41. Melekler, tenzîh ederiz seni derler, sensin bizim sâhibimiz ve yardımcımız, onlar değil. Hayır, onlar, cinlere kulluk ediyorlardı, çoğu, onlara inanıyordu.
42. İşte bugün birbirinize ne bir faydanız dokunabilir, ne bir zararınız ve zulmedenlere, tadın yalanladığınız ateşin azâbını deriz.
43. Onlara, apaçık âyetlerimizi okuduğun zaman bu adam derler, sizi atalarınızın kulluk ettiği şeylerden vazgeçirmek isteyen birisi ancak ve bu derler, uydurulmuş düzme bir şey ancak ve kâfir olanlar, onlara gerçeğe âit bir şey geldi mi, bu derler, apaçık bir büyü ancak.

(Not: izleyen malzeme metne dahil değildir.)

//! Document codec: wire documents ⇄ typed records
//!
//! A [`RecordCodec`] is built once per resource. At construction it
//! serializes the record prototype (`T::default()`) to enumerate the declared
//! fields and precomputes the field ⇄ wire-key table, so that encoding and
//! decoding are exact inverses for every declared field.
//!
//! # Document shapes
//!
//! Encoding always wraps records in a `data` member:
//!
//! ```json
//! {"data": {"id": "1", "title": "hi", "viewCount": 0}}
//! {"data": [{"id": "1", ...}, {"id": "2", ...}]}
//! ```
//!
//! Decoding accepts that envelope, an envelope keyed by the resource name
//! (`{"posts": [...]}`), or a bare object describing a single record
//! (`{"title": "hi"}`).
//!
//! # Partial merge
//!
//! Decoding assigns only the keys present in the document. The target record
//! is serialized, the present keys are overwritten, and the result is
//! deserialized back; every other field keeps the target's value.

use crate::core::error::{ApiError, ApiResult, DecodeError, HttpError, RegistrationError};
use crate::core::naming::NamingStrategy;
use crate::core::record::{Payload, Record};
use serde_json::{Map, Value};
use std::collections::HashMap;
use std::marker::PhantomData;
use std::sync::Arc;

/// Member name of the document envelope produced by [`RecordCodec::encode`]
pub const DATA_KEY: &str = "data";

/// Declared field holding a record's identity
pub const ID_FIELD: &str = "id";

/// Codec specialized to one record type
pub struct RecordCodec<T> {
    resource_name: String,
    naming: Arc<dyn NamingStrategy>,
    /// declared field name -> wire key
    wire_keys: HashMap<String, String>,
    /// wire key -> declared field name
    fields: HashMap<String, String>,
    _record: PhantomData<fn() -> T>,
}

impl<T: Record> RecordCodec<T> {
    /// Build the codec for `T`, inspecting its prototype
    pub fn new(
        resource_name: impl Into<String>,
        naming: Arc<dyn NamingStrategy>,
    ) -> Result<Self, RegistrationError> {
        let type_name = T::type_name();
        let prototype =
            serde_json::to_value(T::default()).map_err(|e| RegistrationError::Prototype {
                type_name,
                message: e.to_string(),
            })?;

        let Value::Object(declared) = prototype else {
            return Err(RegistrationError::NotAStruct {
                type_name,
                found: json_kind(&prototype),
            });
        };

        let mut wire_keys = HashMap::new();
        let mut fields: HashMap<String, String> = HashMap::new();
        for field in declared.keys() {
            let wire_key = naming.wire_key(field);
            if let Some(existing) = fields.get(&wire_key) {
                return Err(RegistrationError::AmbiguousField {
                    type_name,
                    first: existing.clone(),
                    second: field.clone(),
                    wire_key,
                });
            }
            fields.insert(wire_key.clone(), field.clone());
            wire_keys.insert(field.clone(), wire_key);
        }

        Ok(Self {
            resource_name: resource_name.into(),
            naming,
            wire_keys,
            fields,
            _record: PhantomData,
        })
    }

    pub fn resource_name(&self) -> &str {
        &self.resource_name
    }

    /// Wire keys of all declared fields
    pub fn wire_keys(&self) -> impl Iterator<Item = &str> {
        self.fields.keys().map(String::as_str)
    }

    fn wire_key_for(&self, field: &str) -> String {
        self.wire_keys
            .get(field)
            .cloned()
            .unwrap_or_else(|| self.naming.wire_key(field))
    }

    fn field_for(&self, key: &str) -> String {
        if let Some(field) = self.fields.get(key) {
            return field.clone();
        }
        if self.wire_keys.contains_key(key) {
            return key.to_string();
        }
        self.naming.field_name(key)
    }

    fn is_field_key(&self, key: &str) -> bool {
        self.fields.contains_key(key) || self.wire_keys.contains_key(key)
    }

    // -------------------------------------------------------------------------
    // Decoding
    // -------------------------------------------------------------------------

    /// Split a document into the record objects it describes
    fn objects<'a>(&self, document: &'a Value) -> Result<Vec<&'a Map<String, Value>>, DecodeError> {
        let Value::Object(root) = document else {
            return Err(DecodeError::InvalidDocument {
                message: format!("expected a JSON object, got {}", json_kind(document)),
            });
        };

        let envelope = match root.iter().next() {
            Some((key, inner))
                if root.len() == 1
                    && (key == DATA_KEY || *key == self.resource_name)
                    && !self.is_field_key(key) =>
            {
                Some(inner)
            }
            _ => None,
        };

        let Some(inner) = envelope else {
            return Ok(vec![root]);
        };

        match inner {
            Value::Null => Ok(Vec::new()),
            Value::Object(obj) => Ok(vec![obj]),
            Value::Array(items) => items
                .iter()
                .enumerate()
                .map(|(i, item)| match item {
                    Value::Object(obj) => Ok(obj),
                    other => Err(DecodeError::InvalidDocument {
                        message: format!("element {} is {}, expected an object", i, json_kind(other)),
                    }),
                })
                .collect(),
            other => Err(DecodeError::InvalidDocument {
                message: format!("expected an object or a list of objects, got {}", json_kind(other)),
            }),
        }
    }

    /// Decode every record described by `document`
    ///
    /// The i-th object in the document is merged onto `targets[i]` when
    /// present, or onto `T::default()` otherwise. Targets beyond the number
    /// of objects are dropped.
    pub fn decode(&self, document: &Value, targets: Vec<T>) -> Result<Vec<T>, DecodeError> {
        let objects = self.objects(document)?;
        let mut targets = targets.into_iter();

        objects
            .into_iter()
            .map(|obj| {
                let base = targets.next().unwrap_or_default();
                self.merge(base, obj)
            })
            .collect()
    }

    /// Decode a document that must describe exactly one record
    pub fn decode_one(&self, document: &Value, base: T) -> ApiResult<T> {
        let mut records = self.decode(document, vec![base])?;
        if records.len() != 1 {
            return Err(HttpError::bad_request(format!(
                "expected exactly one object, got {}",
                records.len()
            ))
            .into());
        }
        records
            .pop()
            .ok_or_else(|| ApiError::internal("decoded record vanished"))
    }

    /// The `id` a document assigns, if any
    ///
    /// Looks at every object the document describes and returns the first
    /// string or numeric value under the `id` field's wire key (or its
    /// declared name). Records without an `id` field never carry one.
    pub fn document_id(&self, document: &Value) -> Result<Option<String>, DecodeError> {
        let Some(wire_key) = self.wire_keys.get(ID_FIELD) else {
            return Ok(None);
        };

        let id = self.objects(document)?.into_iter().find_map(|obj| {
            match obj.get(wire_key.as_str()).or_else(|| obj.get(ID_FIELD))? {
                Value::String(s) => Some(s.clone()),
                Value::Number(n) => Some(n.to_string()),
                _ => None,
            }
        });
        Ok(id)
    }

    /// Assign the present keys of `incoming` onto `base`
    fn merge(&self, base: T, incoming: &Map<String, Value>) -> Result<T, DecodeError> {
        let base = match serde_json::to_value(&base) {
            Ok(Value::Object(map)) => map,
            Ok(other) => {
                return Err(DecodeError::Record {
                    message: format!("record serialized to {}", json_kind(&other)),
                });
            }
            Err(e) => return Err(DecodeError::Record { message: e.to_string() }),
        };

        let assignments: Vec<(&str, String)> = incoming
            .keys()
            .map(|key| (key.as_str(), self.field_for(key)))
            .collect();

        let mut merged = base.clone();
        for (key, field) in &assignments {
            merged.insert(field.clone(), incoming[*key].clone());
        }

        match serde_json::from_value::<T>(Value::Object(merged)) {
            Ok(record) => Ok(record),
            Err(e) => Err(self.locate_failure(&base, incoming, &assignments, e)),
        }
    }

    /// Find which assigned key made the merged record invalid
    fn locate_failure(
        &self,
        base: &Map<String, Value>,
        incoming: &Map<String, Value>,
        assignments: &[(&str, String)],
        error: serde_json::Error,
    ) -> DecodeError {
        for (key, field) in assignments {
            let mut single = base.clone();
            single.insert(field.clone(), incoming[*key].clone());
            if let Err(e) = serde_json::from_value::<T>(Value::Object(single)) {
                return DecodeError::FieldType {
                    field: (*key).to_string(),
                    message: e.to_string(),
                };
            }
        }

        DecodeError::Record {
            message: error.to_string(),
        }
    }

    // -------------------------------------------------------------------------
    // Encoding
    // -------------------------------------------------------------------------

    fn encode_record(&self, record: &T) -> ApiResult<Value> {
        match serde_json::to_value(record).map_err(|e| ApiError::Internal(e.into()))? {
            Value::Object(map) => Ok(Value::Object(
                map.into_iter()
                    .map(|(field, value)| (self.wire_key_for(&field), value))
                    .collect(),
            )),
            other => Err(ApiError::internal(format!(
                "record `{}` serialized to {}",
                T::type_name(),
                json_kind(&other)
            ))),
        }
    }

    /// Encode records as a document value, keeping the payload's shape
    pub fn encode_value(&self, payload: &Payload<T>) -> ApiResult<Value> {
        let data = match payload {
            Payload::One(record) => self.encode_record(record)?,
            Payload::Many(records) => Value::Array(
                records
                    .iter()
                    .map(|r| self.encode_record(r))
                    .collect::<ApiResult<_>>()?,
            ),
        };

        let mut document = Map::new();
        document.insert(DATA_KEY.to_string(), data);
        Ok(Value::Object(document))
    }

    /// Encode records to response bytes
    pub fn encode(&self, payload: &Payload<T>) -> ApiResult<Vec<u8>> {
        let document = self.encode_value(payload)?;
        serde_json::to_vec(&document).map_err(|e| ApiError::Internal(e.into()))
    }
}

fn json_kind(value: &Value) -> &'static str {
    match value {
        Value::Null => "null",
        Value::Bool(_) => "a boolean",
        Value::Number(_) => "a number",
        Value::String(_) => "a string",
        Value::Array(_) => "an array",
        Value::Object(_) => "an object",
    }
}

44. Ve halbuki biz, onlara okuyup ders alacakları kitaplar vermediğimiz gibi senden önce bir korkutucu da göndermemiştik.
45. Onlardan öncekiler de yalanlamışlardı ve bunlar, onlara verdiklerimizin onda birine bile nâil olamadılar, öyle olduğu halde yalanladılar da cezâ ve azâbım, nasıl gelip çattı, helâk etti onları.
46. De ki: Ben size tek bir öğüt vermedeyim ancak. İkişer ikişer, teker teker kalkın da sonra bir düşünün ki sizinle konuşanda deliliğe âit bir emâre bile yok; o, ancak ve ancak, şiddetli bir azaptan önce sizi korkutan biri.
47. De ki: Sizden bir ücret, bir mükâfat da istemiyorum, sizin olsun o. Benim ecrim, ancak Allah'a âit ve o, her şeye tanık.
48. De ki: Şüphe yok ki Rabbim, gerçeği yerine getirir, gizli şeyleri de en iyi ve adamakıllı bilir.